My eating disorder started from childhood curiosity. I did something one day, just for the heck of it, as teenage minds do, and then it just spiraled from there. I lost control of my body and my mind. Before I got help, the last few days were the worst. I constantly pushed myself to do things I really couldn’t do, and I couldn’t focus, ever. I was in a constant state of about-to-pass-out, and I couldn’t think. All my mind would think about was numbers, whatever that may be to you. My parents sought help against my will. I convinced myself I did not have an eating disorder, and I was just skinny. In reality, however, eating disorders affect people of all shapes, ages, sizes, races, genders, the list goes on.

So, after getting help and going through therapy, I returned to my life again. It was a long process of trial and error, a lot of tears, fights, anger at myself and others. Relapse occurred at various times. However, I am about six months free from toxic behaviors, yet the urge is still there. I challenged myself to eat intuitively, like eating when I’m hungry and stopping when I’m full. I have managed to challenge the terrible comments out there, like comments about specific numbers, diets, and body shaming that I have faced, and I have seen others face, as well. I faced bullying and people getting mad and disappointed in me. Yet through it all, even when times were rough, I ended out on the better side. It was one of the hardest things I have ever had to do, but it was worth it. Sometimes, I regret all of it. I wish I could go back to who I was, but reflecting on it, it wasn’t me. I was living in this shell of a person that was barely living.

Throughout my time in recovery, I have met people of all sorts. Anorexia and bulimia do not fit a skinny white girl who is on the cheerleading team. Anorexia is not just eating chicken broth because they are not hungry. Bulimia is not just throwing up what you eat because you do not want to process the food. Binge-eating disorder is not just “fat” girls eating food. These are real conditions. They are mental illnesses. And other eating disorders like ARFID, Orthorexia, OSFED, and DiaBulimia are just thrown under the rug like they aren’t even a thing.

When girls look at Barbie and aspire to be her, they develop these beauty standards from such a young age that they should not even have to go through. When young boys look at superman figures, they feel the need to develop muscles and appear “shredded.” Society expects women to have big breasts, curvy hips, and snatched waists when in reality, everybody is born with a different body type that they can only alter through plastic surgery. As for men, society expects them to have ripped muscles and appear hyper-masculine, which is not the case for everyone.

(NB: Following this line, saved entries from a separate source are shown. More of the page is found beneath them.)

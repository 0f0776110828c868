use std::str::FromStr;

use indexmap::IndexMap;
use serde::{Deserialize, Serialize};

use crate::error::CoreError;

/// What a card meaning describes.
#[derive(Debug, Clone, Copy, PartialEq, Eq, Hash, Serialize, Deserialize)]
#[serde(rename_all = "snake_case")]
pub enum MeaningCategory {
    /// Someone the party meets.
    Person,
    /// A monster or a hazard.
    CreatureOrTrap,
    /// A location.
    Place,
    /// Something worth taking.
    Treasure,
    /// A circumstance or turn of events.
    Situation,
}

impl MeaningCategory {
    /// All categories in d10 order (1/6, 2/7, 3/8, 4/9, 5/10).
    pub const ALL: [MeaningCategory; 5] = [
        MeaningCategory::Person,
        MeaningCategory::CreatureOrTrap,
        MeaningCategory::Place,
        MeaningCategory::Treasure,
        MeaningCategory::Situation,
    ];

    /// Category for a d10 roll: 1/6 person, 2/7 creature or trap, 3/8 place,
    /// 4/9 treasure, 5/10 situation.
    pub fn from_d10(roll: u32) -> Self {
        Self::ALL[(roll.saturating_sub(1) % 5) as usize]
    }

    /// Key used in meaning sets, e.g. "creature_or_trap".
    pub fn key(self) -> &'static str {
        match self {
            Self::Person => "person",
            Self::CreatureOrTrap => "creature_or_trap",
            Self::Place => "place",
            Self::Treasure => "treasure",
            Self::Situation => "situation",
        }
    }
}

impl std::fmt::Display for MeaningCategory {
    fn fmt(&self, f: &mut std::fmt::Formatter<'_>) -> std::fmt::Result {
        match self {
            Self::Person => write!(f, "Person"),
            Self::CreatureOrTrap => write!(f, "Creature or Trap"),
            Self::Place => write!(f, "Place"),
            Self::Treasure => write!(f, "Treasure"),
            Self::Situation => write!(f, "Situation"),
        }
    }
}

impl FromStr for MeaningCategory {
    type Err = CoreError;

    fn from_str(s: &str) -> Result<Self, Self::Err> {
        let norm = s.trim().to_lowercase().replace([' ', '-'], "_");
        Self::ALL
            .into_iter()
            .find(|c| c.key() == norm)
            .ok_or_else(|| CoreError::UnknownCategory(s.trim().to_string()))
    }
}

/// Whether a card was drawn upright or reversed.
#[derive(Debug, Clone, Copy, PartialEq, Eq, Hash, Serialize, Deserialize)]
pub enum Orientation {
    /// Upright meaning applies.
    Upright,
    /// Reversed meaning applies.
    Reversed,
}

impl Orientation {
    /// Orientation for a d10 roll: 6 and above is reversed.
    pub fn from_d10(roll: u32) -> Self {
        if roll > 5 { Self::Reversed } else { Self::Upright }
    }
}

impl std::fmt::Display for Orientation {
    fn fmt(&self, f: &mut std::fmt::Formatter<'_>) -> std::fmt::Result {
        match self {
            Self::Upright => write!(f, "Upright"),
            Self::Reversed => write!(f, "Reversed"),
        }
    }
}

/// Category key → meaning text, in the order the deck defines them.
///
/// Keys are free-form so that a hand-edited deck with an unexpected key
/// still loads; lookups go through [`MeaningSet::get`].
#[derive(Debug, Clone, Default, PartialEq, Eq, Serialize, Deserialize)]
#[serde(transparent)]
pub struct MeaningSet(IndexMap<String, String>);

impl MeaningSet {
    /// Create an empty meaning set.
    pub fn new() -> Self {
        Self::default()
    }

    /// Builder-style insert.
    pub fn with(mut self, category: MeaningCategory, text: impl Into<String>) -> Self {
        self.0.insert(category.key().to_string(), text.into());
        self
    }

    /// Text for a category, if the set defines it.
    pub fn get(&self, category: MeaningCategory) -> Option<&str> {
        self.0.get(category.key()).map(String::as_str)
    }

    /// The first entry in definition order.
    pub fn first(&self) -> Option<(&str, &str)> {
        self.0.first().map(|(k, v)| (k.as_str(), v.as_str()))
    }

    /// Number of entries.
    pub fn len(&self) -> usize {
        self.0.len()
    }

    /// Whether the set has no entries.
    pub fn is_empty(&self) -> bool {
        self.0.is_empty()
    }
}

/// One card of the oracle deck.
#[derive(Debug, Clone, PartialEq, Eq, Serialize, Deserialize)]
pub struct OracleCard {
    /// Card title, e.g. "BALANCE".
    pub title: String,
    /// Meanings when drawn upright.
    #[serde(default)]
    pub upright_meaning: MeaningSet,
    /// Meanings when drawn reversed.
    #[serde(default)]
    pub reversed_meaning: MeaningSet,
}

impl OracleCard {
    /// The meaning set for an orientation.
    pub fn meanings(&self, orientation: Orientation) -> &MeaningSet {
        match orientation {
            Orientation::Upright => &self.upright_meaning,
            Orientation::Reversed => &self.reversed_meaning,
        }
    }
}

/// The outcome of drawing one card.
#[derive(Debug, Clone, PartialEq, Eq, Serialize, Deserialize)]
pub struct Draw {
    /// Title of the drawn card.
    pub title: String,
    /// Orientation from the d10.
    pub orientation: Orientation,
    /// Category from the same d10.
    pub category: MeaningCategory,
    /// Meaning text.
    pub text: String,
}

impl std::fmt::Display for Draw {
    fn fmt(&self, f: &mut std::fmt::Formatter<'_>) -> std::fmt::Result {
        write!(
            f,
            "{} ({}, {}): {}",
            self.title, self.orientation, self.category, self.text
        )
    }
}

#[cfg(test)]
mod tests {
    use super::*;

    #[test]
    fn category_keys_roundtrip_through_parse() {
        for c in MeaningCategory::ALL {
            assert_eq!(c.key().parse::<MeaningCategory>(), Ok(c));
        }
        assert_eq!(
            "Creature or Trap".parse::<MeaningCategory>(),
            Ok(MeaningCategory::CreatureOrTrap)
        );
        assert!("weather".parse::<MeaningCategory>().is_err());
    }

    #[test]
    fn d10_mapping() {
        let expected = [
            (1, Orientation::Upright, MeaningCategory::Person),
            (2, Orientation::Upright, MeaningCategory::CreatureOrTrap),
            (3, Orientation::Upright, MeaningCategory::Place),
            (4, Orientation::Upright, MeaningCategory::Treasure),
            (5, Orientation::Upright, MeaningCategory::Situation),
            (6, Orientation::Reversed, MeaningCategory::Person),
            (7, Orientation::Reversed, MeaningCategory::CreatureOrTrap),
            (8, Orientation::Reversed, MeaningCategory::Place),
            (9, Orientation::Reversed, MeaningCategory::Treasure),
            (10, Orientation::Reversed, MeaningCategory::Situation),
        ];
        for (roll, orientation, category) in expected {
            assert_eq!(Orientation::from_d10(roll), orientation, "roll {roll}");
            assert_eq!(MeaningCategory::from_d10(roll), category, "roll {roll}");
        }
    }

    #[test]
    fn meaning_set_preserves_file_order() {
        let json = r#"{"situation": "S", "person": "P"}"#;
        let set: MeaningSet = serde_json::from_str(json).unwrap();
        assert_eq!(set.first(), Some(("situation", "S")));
        assert_eq!(set.get(MeaningCategory::Person), Some("P"));
        assert_eq!(set.get(MeaningCategory::Place), None);
    }

    #[test]
    fn card_deserializes_cards_json_shape() {
        let json = r#"{
            "title": "BALANCE",
            "upright_meaning": {"person": "A fair-minded person."},
            "reversed_meaning": {"situation": "Something being over- or undervalued."}
        }"#;
        let card: OracleCard = serde_json::from_str(json).unwrap();
        assert_eq!(card.title, "BALANCE");
        assert_eq!(card.meanings(Orientation::Upright).len(), 1);
        assert_eq!(
            card.meanings(Orientation::Reversed)
                .get(MeaningCategory::Situation),
            Some("Something being over- or undervalued.")
        );
    }

    #[test]
    fn draw_display() {
        let draw = Draw {
            title: "BALANCE".to_string(),
            orientation: Orientation::Reversed,
            category: MeaningCategory::CreatureOrTrap,
            text: "A scale that tips.".to_string(),
        };
        assert_eq!(
            draw.to_string(),
            "BALANCE (Reversed, Creature or Trap): A scale that tips."
        );
    }
}
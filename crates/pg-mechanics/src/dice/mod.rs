//! Dice types and rolling.
//!
//! Ability scores are rolled as plain sums (3d6) or keep-highest pools
//! (4d6 drop lowest); the oracle drawer reads a single d10.

pub mod expr;
pub mod roll;

pub use expr::{DiceExpr, MAX_DICE, MAX_SIDES};
pub use roll::RollResult;

use rand::Rng;
use serde::{Deserialize, Serialize};

/// One die, by number of faces.
#[derive(Debug, Clone, Copy, PartialEq, Eq, Hash, Serialize, Deserialize)]
pub enum Die {
    /// Four-sided die.
    D4,
    /// Six-sided die.
    D6,
    /// Eight-sided die.
    D8,
    /// Ten-sided die.
    D10,
    /// Twelve-sided die.
    D12,
    /// Twenty-sided die.
    D20,
    /// Percentile die (1-100).
    D100,
    /// A die with a custom number of sides.
    Custom(u32),
}

impl Die {
    /// Number of faces.
    pub fn sides(self) -> u32 {
        match self {
            Self::D4 => 4,
            Self::D6 => 6,
            Self::D8 => 8,
            Self::D10 => 10,
            Self::D12 => 12,
            Self::D20 => 20,
            Self::D100 => 100,
            Self::Custom(n) => n,
        }
    }

    /// Build a die from a side count, preferring the named variants.
    ///
    /// Returns `None` for fewer than two sides.
    pub fn from_sides(sides: u32) -> Option<Self> {
        match sides {
            0 | 1 => None,
            4 => Some(Self::D4),
            6 => Some(Self::D6),
            8 => Some(Self::D8),
            10 => Some(Self::D10),
            12 => Some(Self::D12),
            20 => Some(Self::D20),
            100 => Some(Self::D100),
            n => Some(Self::Custom(n)),
        }
    }

    /// Roll this die once, returning a value in `1..=sides`.
    pub fn roll<R: Rng + ?Sized>(self, rng: &mut R) -> u32 {
        rng.random_range(1..=self.sides().max(1))
    }
}

impl std::fmt::Display for Die {
    fn fmt(&self, f: &mut std::fmt::Formatter<'_>) -> std::fmt::Result {
        write!(f, "d{}", self.sides())
    }
}

/// Sum of `n` independent rolls of a die with `sides` faces.
///
/// `roll_sum(rng, 3, 6)` is a classic 3d6 and lands in `3..=18`.
pub fn roll_sum<R: Rng + ?Sized>(rng: &mut R, n: u32, sides: u32) -> u32 {
    let die = die_with(sides);
    (0..n).map(|_| die.roll(rng)).sum()
}

/// Roll `n` dice with `sides` faces and sum the highest `keep` of them.
///
/// `roll_best_of(rng, 4, 6, 3)` is "4d6 drop lowest". Keeping more dice than
/// were rolled keeps them all.
pub fn roll_best_of<R: Rng + ?Sized>(rng: &mut R, n: u32, sides: u32, keep: u32) -> u32 {
    let die = die_with(sides);
    let rolled = (0..n).map(|_| die.roll(rng)).collect();
    RollResult::keeping(rolled, Some(keep as usize)).total()
}

fn die_with(sides: u32) -> Die {
    Die::from_sides(sides).unwrap_or(Die::Custom(sides))
}

#[cfg(test)]
mod tests {
    use super::*;
    use proptest::prelude::*;
    use rand::SeedableRng;
    use rand::rngs::StdRng;

    #[test]
    fn named_and_custom_dice() {
        for (die, sides) in [(Die::D4, 4), (Die::D10, 10), (Die::D100, 100), (Die::Custom(7), 7)] {
            assert_eq!(die.sides(), sides);
            assert_eq!(die.to_string(), format!("d{sides}"));
        }
        assert_eq!(Die::from_sides(6), Some(Die::D6));
        assert_eq!(Die::from_sides(3), Some(Die::Custom(3)));
        assert_eq!(Die::from_sides(1), None);
    }

    #[test]
    fn d10_covers_every_face() {
        let mut rng = StdRng::seed_from_u64(11);
        let mut seen = [false; 10];
        for _ in 0..500 {
            seen[(Die::D10.roll(&mut rng) - 1) as usize] = true;
        }
        assert!(seen.iter().all(|s| *s));
    }

    #[test]
    fn best_of_averages_above_plain_sum() {
        let mut rng = StdRng::seed_from_u64(7);
        let trials = 4000;
        let plain: u32 = (0..trials).map(|_| roll_sum(&mut rng, 3, 6)).sum();
        let best: u32 = (0..trials).map(|_| roll_best_of(&mut rng, 4, 6, 3)).sum();
        assert!(best > plain, "4d6k3 total {best} <= 3d6 total {plain}");
    }

    proptest! {
        #[test]
        fn three_d6_in_range(seed in any::<u64>()) {
            let mut rng = StdRng::seed_from_u64(seed);
            let v = roll_sum(&mut rng, 3, 6);
            prop_assert!((3..=18).contains(&v));
        }

        #[test]
        fn four_d6_keep_three_in_range(seed in any::<u64>()) {
            let mut rng = StdRng::seed_from_u64(seed);
            let v = roll_best_of(&mut rng, 4, 6, 3);
            prop_assert!((3..=18).contains(&v));
        }
    }
}
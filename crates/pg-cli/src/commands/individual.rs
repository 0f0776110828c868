use super::Context;
use crate::Format;

pub fn run(ctx: &mut Context, format: Format) -> Result<(), String> {
    let c = ctx.generator.individual(&mut ctx.rng);
    super::print_characters(&[c], format)
}
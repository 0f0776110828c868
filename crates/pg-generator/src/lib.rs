//! Procedural character generation for plebgen.
//!
//! Turns the static [`Tables`] and an [`OracleDeck`] into complete
//! [`pg_core::Character`] records. Every step draws from a caller-supplied
//! random source, so a seeded RNG reproduces a generation exactly:
//!
//! - [`stats`] rolls and adjusts ability scores for the two power grades
//! - [`class`] maps a primary ability to a class and subclass
//! - [`background`], [`traits`] and [`feats`] pick catalog entries
//! - [`names`] holds the cultural and vowel-table name generators
//! - [`oracle`] draws cards from the deck
//! - [`generator`] assembles parties, individuals and players

pub mod background;
pub mod class;
pub mod config;
pub mod error;
pub mod feats;
pub mod generator;
pub mod names;
pub mod oracle;
pub mod stats;
pub mod tables;
pub mod traits;

pub use config::GeneratorConfig;
pub use error::{GenError, GenResult};
pub use generator::{GenerateOptions, GenerationMode, Generator, MAX_PARTY_SIZE};
pub use names::{Culture, UsedVowels, VowelNameTable};
pub use oracle::OracleDeck;
pub use stats::{BonusRule, PrimaryMapping, StatRules};
pub use tables::Tables;
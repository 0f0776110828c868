use super::Context;
use crate::Format;

pub fn run(ctx: &mut Context, force_human: bool, format: Format) -> Result<(), String> {
    let c = ctx.generator.player(force_human, &mut ctx.rng);
    super::print_characters(&[c], format)
}
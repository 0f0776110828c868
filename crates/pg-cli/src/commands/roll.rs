use colored::Colorize;
use pg_mechanics::DiceExpr;

use super::Context;

pub fn run(ctx: &mut Context, expr: &str, times: usize) -> Result<(), String> {
    let expr = DiceExpr::parse(expr).map_err(|e| e.to_string())?;
    if times == 0 {
        return Err("times must be at least 1".into());
    }

    println!(
        "  {} ({}..={})",
        expr.to_string().bold(),
        expr.min_total(),
        expr.max_total()
    );
    for _ in 0..times {
        let result = expr.roll(&mut ctx.rng);
        println!("  {result}");
    }
    Ok(())
}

Whether you are short or tall is out of your control. You can’t be born one day and say that you are going to be 6 foot 3. The same goes for your appearance. You can choose to promote kindness, to promote beauty in everyday things. We never stop changing, so if we can’t learn to accept the body we were born in, we are doomed to a life of misery and jealousy.

If I have learned anything from this process, the goal isn’t necessarily body positivity and always doing whatever you want. On the contrary, it is accepting who you are and allowing yourself to be who you are. Besides, at the end of it all, you can’t love another person until you love yourself. And truly, the beautiful thing about it all is that we are amazing creatures. We fall in love. We deal with heartbreak. We have lives that mean the world to us, and then we die. And as hopeless as that sounds, our life is what we make it. If we waste it trying to strive for perfection, we will miss the opportunities surrounding us every day. At the root of it all, life’s beauty is in the simple joys. And the world is better here with you.